Mohon tunggu...
DEVITASARI RSA
DEVITASARI RSA Mohon Tunggu... Administrasi - Penulis Suka-Suka

Menulis merupakan salah satu cara untuk meluapkan perasaan dan pikiran serta hasil pengamatan terhadap lingkungan sekitar.

Selanjutnya

Tutup

Money

Penagihan Pajak, Menyeramkan?

29 September 2018   10:59 Diperbarui: 29 September 2018   11:22 691
+
Laporkan Konten
Laporkan Akun
Kompasiana adalah platform blog. Konten ini menjadi tanggung jawab bloger dan tidak mewakili pandangan redaksi Kompas.
Lihat foto
Bisnis. Sumber ilustrasi: PEXELS/Nappy

Mendengar kata "tagih", pastinya membuat bulu kuduk merinding. Bagaimana tidak, bayangan sosok tinggi besar seperti deep collector datang menghampiri. Lantas, bagaimana dengan penagihan pajak ?
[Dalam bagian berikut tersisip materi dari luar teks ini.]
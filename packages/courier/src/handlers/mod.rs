pub mod health;
pub mod media;
pub mod websocket;

// Re-export all handlers for easy route registration
pub use health::{health_handler, health_live_handler};
pub use media::{download_handler, upload_handler};
pub use websocket::{handle_socket, websocket_handler};
//! Canonical message records and the factory that stamps them.

use chrono::{DateTime, SecondsFormat, Utc};
use serde::{Deserialize, Serialize, Serializer};
use std::sync::atomic::{AtomicI64, Ordering};
use uuid::Uuid;

/// Fields of a text message as supplied by the sending client.
#[derive(Debug, Clone, PartialEq, Eq, Serialize, Deserialize)]
pub struct TextInput {
    pub content: String,
    pub sender: String,
    pub receiver: String,
}

/// Fields of an image or video message. `media_id` is whatever name the
/// storage service handed back on upload; it is never dereferenced here.
#[derive(Debug, Clone, PartialEq, Eq, Serialize, Deserialize)]
#[serde(rename_all = "camelCase")]
pub struct MediaInput {
    pub media_id: String,
    pub description: String,
    pub sender: String,
    pub receiver: String,
}

#[derive(Debug, Clone, Copy, PartialEq, Eq, Serialize, Deserialize)]
#[serde(rename_all = "lowercase")]
pub enum MediaKind {
    Image,
    Video,
}

/// Type-specific part of a [`Message`], tagged by `type` on the wire.
#[derive(Debug, Clone, PartialEq, Eq, Serialize, Deserialize)]
#[serde(tag = "type", rename_all = "lowercase")]
pub enum MessageBody {
    Text(TextInput),
    Image(MediaInput),
    Video(MediaInput),
}

impl MessageBody {
    pub fn media(kind: MediaKind, input: MediaInput) -> Self {
        match kind {
            MediaKind::Image => Self::Image(input),
            MediaKind::Video => Self::Video(input),
        }
    }

    pub fn sender(&self) -> &str {
        match self {
            Self::Text(t) => &t.sender,
            Self::Image(m) | Self::Video(m) => &m.sender,
        }
    }

    pub fn receiver(&self) -> &str {
        match self {
            Self::Text(t) => &t.receiver,
            Self::Image(m) | Self::Video(m) => &m.receiver,
        }
    }
}

/// An immutable, relay-ready message.
#[derive(Debug, Clone, PartialEq, Eq, Serialize, Deserialize)]
#[serde(rename_all = "camelCase")]
pub struct Message {
    pub id: Uuid,
    #[serde(serialize_with = "serialize_millis")]
    pub created_at: DateTime<Utc>,
    #[serde(flatten)]
    pub body: MessageBody,
}

/// RFC 3339 with exactly three fractional digits and a `Z` suffix.
fn serialize_millis<S: Serializer>(at: &DateTime<Utc>, serializer: S) -> Result<S::Ok, S::Error> {
    serializer.serialize_str(&at.to_rfc3339_opts(SecondsFormat::Millis, true))
}

impl Message {
    pub fn sender(&self) -> &str {
        self.body.sender()
    }

    pub fn receiver(&self) -> &str {
        self.body.receiver()
    }
}

/// Stamps payloads with a fresh id and creation time.
///
/// Timestamps handed out by one factory never go backwards, even if the
/// wall clock is stepped back between calls.
#[derive(Debug)]
pub struct MessageFactory {
    /// Last issued stamp, milliseconds since the epoch.
    last_stamp: AtomicI64,
}

impl Default for MessageFactory {
    fn default() -> Self {
        Self::new()
    }
}

impl MessageFactory {
    pub fn new() -> Self {
        Self {
            last_stamp: AtomicI64::new(i64::MIN),
        }
    }

    pub fn new_text_message(&self, input: TextInput) -> Message {
        self.stamp(MessageBody::Text(input))
    }

    pub fn new_media_message(&self, kind: MediaKind, input: MediaInput) -> Message {
        self.stamp(MessageBody::media(kind, input))
    }

    fn stamp(&self, body: MessageBody) -> Message {
        Message {
            id: Uuid::new_v4(),
            created_at: self.next_timestamp(),
            body,
        }
    }

    /// Stamps carry millisecond precision, the same as they have on the wire.
    fn next_timestamp(&self) -> DateTime<Utc> {
        let now = Utc::now().timestamp_millis();
        let previous = self.last_stamp.fetch_max(now, Ordering::AcqRel);
        DateTime::from_timestamp_millis(previous.max(now)).unwrap_or_else(Utc::now)
    }
}

#[cfg(test)]
mod tests {
    use super::*;

    fn text(content: &str) -> TextInput {
        TextInput {
            content: content.to_string(),
            sender: "alice".to_string(),
            receiver: "bob".to_string(),
        }
    }

    #[test]
    fn text_message_keeps_input_fields() {
        let factory = MessageFactory::new();
        let msg = factory.new_text_message(text("hi"));

        assert_eq!(msg.body, MessageBody::Text(text("hi")));
        assert_eq!(msg.sender(), "alice");
        assert_eq!(msg.receiver(), "bob");
        assert!(!msg.id.is_nil());
    }

    #[test]
    fn media_kind_selects_variant() {
        let factory = MessageFactory::new();
        let input = MediaInput {
            media_id: "abc.mp4".to_string(),
            description: "clip".to_string(),
            sender: "alice".to_string(),
            receiver: "bob".to_string(),
        };

        let video = factory.new_media_message(MediaKind::Video, input.clone());
        assert!(matches!(video.body, MessageBody::Video(ref m) if m.media_id == "abc.mp4"));

        let image = factory.new_media_message(MediaKind::Image, input);
        assert!(matches!(image.body, MessageBody::Image(_)));
    }

    #[test]
    fn text_message_wire_shape() {
        let factory = MessageFactory::new();
        let msg = factory.new_text_message(text("hi"));
        let json = serde_json::to_value(&msg).unwrap();

        assert_eq!(json["type"], "text");
        assert_eq!(json["content"], "hi");
        assert_eq!(json["sender"], "alice");
        assert_eq!(json["receiver"], "bob");
        assert_eq!(json["id"], msg.id.to_string());
        assert!(json["createdAt"].is_string());
        assert!(json.get("created_at").is_none());
    }

    #[test]
    fn media_message_wire_shape() {
        let factory = MessageFactory::new();
        let msg = factory.new_media_message(
            MediaKind::Image,
            MediaInput {
                media_id: "f00d.png".to_string(),
                description: "cat".to_string(),
                sender: "alice".to_string(),
                receiver: "bob".to_string(),
            },
        );
        let json = serde_json::to_value(&msg).unwrap();

        assert_eq!(json["type"], "image");
        assert_eq!(json["mediaId"], "f00d.png");
        assert_eq!(json["description"], "cat");
        assert!(json.get("media_id").is_none());
    }

    #[test]
    fn timestamp_clamps_to_last_issued() {
        let factory = MessageFactory::new();
        let future = Utc::now() + chrono::Duration::seconds(60);
        factory
            .last_stamp
            .store(future.timestamp_millis(), Ordering::Release);

        let msg = factory.new_text_message(text("late"));
        assert_eq!(msg.created_at.timestamp_millis(), future.timestamp_millis());
        assert_eq!(msg.created_at.timestamp_subsec_nanos() % 1_000_000, 0);
    }

    #[test]
    fn clamped_stamp_never_precedes_earlier_stamp() {
        let factory = MessageFactory::new();
        let first = factory.new_text_message(text("one")).created_at;

        // Pretend the clock stepped back after `first` was issued.
        factory
            .last_stamp
            .store(first.timestamp_millis() + 5, Ordering::Release);
        let second = factory.new_text_message(text("two")).created_at;
        let third = factory.new_text_message(text("three")).created_at;

        assert!(second >= first);
        assert!(third >= second);
        assert_eq!(first.timestamp_subsec_nanos() % 1_000_000, 0);
    }

    #[test]
    fn created_at_has_millisecond_precision_on_the_wire() {
        let factory = MessageFactory::new();
        let msg = factory.new_text_message(text("hi"));
        let json = serde_json::to_value(&msg).unwrap();

        let created_at = json["createdAt"].as_str().unwrap();
        let (_, fraction) = created_at.rsplit_once('.').unwrap();
        assert_eq!(fraction.len(), 4, "{created_at}");
        assert!(fraction.ends_with('Z'));
        assert!(fraction[..3].chars().all(|c| c.is_ascii_digit()));

        let parsed = DateTime::parse_from_rfc3339(created_at).unwrap();
        assert_eq!(parsed.with_timezone(&Utc), msg.created_at);
    }
}
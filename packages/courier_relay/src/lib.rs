//! Courier relay - nickname registry and message relay
//!
//! This crate holds the delivery semantics of the courier service and nothing
//! else: it has no socket, HTTP or runtime dependencies. A transport feeds it
//! connection lifecycle events and raw frames, and sends whatever
//! [`Delivery`] values come back.
//!
//! # Example
//!
//! ```
//! use courier_relay::{ConnectionId, Relay};
//!
//! let relay = Relay::new();
//! let alice = ConnectionId::new();
//! let bob = ConnectionId::new();
//! relay.on_connection_open(alice);
//! relay.on_connection_open(bob);
//!
//! relay.on_frame(alice, b"subscribe:alice").unwrap();
//! relay.on_frame(bob, b"subscribe:bob").unwrap();
//!
//! let frame = br#"{"type":"message","message":{"type":"text","content":"hi","sender":"alice","receiver":"bob"}}"#;
//! let deliveries = relay.on_frame(alice, frame).unwrap();
//!
//! let targets: Vec<_> = deliveries.iter().map(|d| d.target).collect();
//! assert_eq!(targets, vec![alice, bob]);
//! ```

mod error;
pub mod message;
pub mod protocol;
pub mod registry;
mod relay;

pub use error::RelayError;
pub use message::{MediaInput, MediaKind, Message, MessageBody, MessageFactory, TextInput};
pub use protocol::{ClientFrame, InboundMessage, ServerFrame};
pub use registry::{ClientBinding, ConnectionId, ConnectionState, Registry, Subscription};
pub use relay::{Delivery, Relay};
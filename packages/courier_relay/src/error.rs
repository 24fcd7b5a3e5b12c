//! Per-frame failure kinds.
//!
//! None of these are fatal. The transport decides whether to log, drop or
//! close; the relay itself only reports.

use crate::registry::ConnectionId;

#[derive(Debug, thiserror::Error)]
pub enum RelayError {
    #[error("malformed frame: {0}")]
    MalformedFrame(String),

    #[error("frame from unbound connection {0}")]
    UnboundSender(ConnectionId),

    #[error("frame from unknown connection {0}")]
    UnknownConnection(ConnectionId),

    #[error("failed to encode outbound frame: {0}")]
    Encode(#[source] serde_json::Error),
}

impl RelayError {
    pub fn error_code(&self) -> &str {
        match self {
            Self::MalformedFrame(_) => "malformed_frame",
            Self::UnboundSender(_) => "unbound_sender",
            Self::UnknownConnection(_) => "unknown_connection",
            Self::Encode(_) => "encode_failed",
        }
    }

    /// Whether the frame was dropped for routing reasons rather than content.
    pub fn is_routing(&self) -> bool {
        matches!(self, Self::UnboundSender(_) | Self::UnknownConnection(_))
    }
}

impl From<serde_json::Error> for RelayError {
    fn from(err: serde_json::Error) -> Self {
        RelayError::MalformedFrame(err.to_string())
    }
}

impl From<std::str::Utf8Error> for RelayError {
    fn from(err: std::str::Utf8Error) -> Self {
        RelayError::MalformedFrame(err.to_string())
    }
}
use anyhow::{Context, Result};
use clap::Parser;
use std::path::PathBuf;
use tokio::net::TcpListener;
use tracing::{info, warn};
use tracing_subscriber::EnvFilter;

use courier::AppState;
use courier::config::{CourierConfig, RuntimeOverrides};

#[derive(Parser)]
#[command(name = "courier")]
#[command(about = "Realtime nickname relay with media uploads")]
struct Args {
    /// Path to the config file (missing file is fine)
    #[arg(short, long, default_value = "courier.toml")]
    config: PathBuf,

    /// Host to bind both listeners to
    #[arg(short = 'b', long)]
    host: Option<String>,

    /// Port for the HTTP API (health, upload, download)
    #[arg(long)]
    http_port: Option<u16>,

    /// Port for the WebSocket relay
    #[arg(long)]
    ws_port: Option<u16>,

    /// Directory for uploaded media
    #[arg(long)]
    storage_dir: Option<PathBuf>,

    /// Enable debug logging
    #[arg(short, long)]
    debug: bool,
}

#[tokio::main]
async fn main() -> Result<()> {
    let args = Args::parse();

    // RUST_LOG wins over --debug
    let default_filter = if args.debug {
        "courier=debug,courier_relay=debug,tower_http=debug"
    } else {
        "courier=info,courier_relay=info,tower_http=info"
    };
    let filter =
        EnvFilter::try_from_default_env().unwrap_or_else(|_| EnvFilter::new(default_filter));
    tracing_subscriber::fmt().with_env_filter(filter).init();

    let overrides = RuntimeOverrides {
        host: args.host,
        http_port: args.http_port,
        ws_port: args.ws_port,
        storage_dir: args.storage_dir,
    };
    let config = CourierConfig::load(&args.config, &overrides)?;
    let state = AppState::new(&config)?;

    let http_listener = TcpListener::bind(config.http_addr)
        .await
        .with_context(|| format!("Failed to bind HTTP listener on {}", config.http_addr))?;
    let ws_listener = TcpListener::bind(config.ws_addr)
        .await
        .with_context(|| format!("Failed to bind WebSocket listener on {}", config.ws_addr))?;
    info!(addr = %http_listener.local_addr()?, "http server running");
    info!(addr = %ws_listener.local_addr()?, "websocket server running");

    let shutdown = state.shutdown.clone();
    tokio::spawn(async move {
        if let Err(err) = tokio::signal::ctrl_c().await {
            warn!(error = ?err, "failed to install ctrl-c handler");
            return;
        }
        info!("shutdown requested");
        shutdown.cancel();
    });

    let http = tokio::spawn(
        axum::serve(http_listener, courier::http_router(state.clone()))
            .with_graceful_shutdown(state.shutdown.clone().cancelled_owned())
            .into_future(),
    );
    let ws = tokio::spawn(
        axum::serve(ws_listener, courier::ws_router(state.clone()))
            .with_graceful_shutdown(state.shutdown.clone().cancelled_owned())
            .into_future(),
    );

    let (http, ws) = tokio::join!(http, ws);
    http.context("HTTP server task failed")?
        .context("HTTP server error")?;
    ws.context("WebSocket server task failed")?
        .context("WebSocket server error")?;

    info!("courier stopped");
    Ok(())
}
Sesuai dengan Undang-Undang Republik Indonesia Nomor 16 Tahun 2009 tentang Ketentuan Umum dan Tata Cara Perpajakan Pasal 13 menyebutkan bahwa dalam jangka waktu 5 (lima) tahun setelah saat terutangnya pajak atau berakhirnya Masa Pajak, bagian Tahun Pajak, atau Tahun Pajak, Direktur Jenderal Pajak dapat menerbitkan Surat Ketetapan Pajak Kurang Bayar. Jadi, wajib pajak yang mendapatkan surat tersebut dianggap mempunyai utang kepada negara. Apakah negara akan diam saja ? Tentu saja tidak. Tindakan penagihan pajak akan dilaksanakan apabila setelah jatuh tempo pembayaran wajib pajak tetap tidak melunasi utangnya.

Berawal dari Surat Teguran. Surat Teguran, Surat Peringatan atau surat lain yang sejenis adalah surat yang diterbitkan oleh Pejabat untuk menegur atau memperingatkan kepada Wajib Pajak untuk melunasi utang pajaknya berdasarkan Pasal 1 ayat (10) Undang-Undang Republik Indonesia No 19 Tahun 2000 tentang Perubahan atas Undang-Undang Nomor 19 Tahun 1997 tentang Penagihan Pajak dengan Surat Paksa. 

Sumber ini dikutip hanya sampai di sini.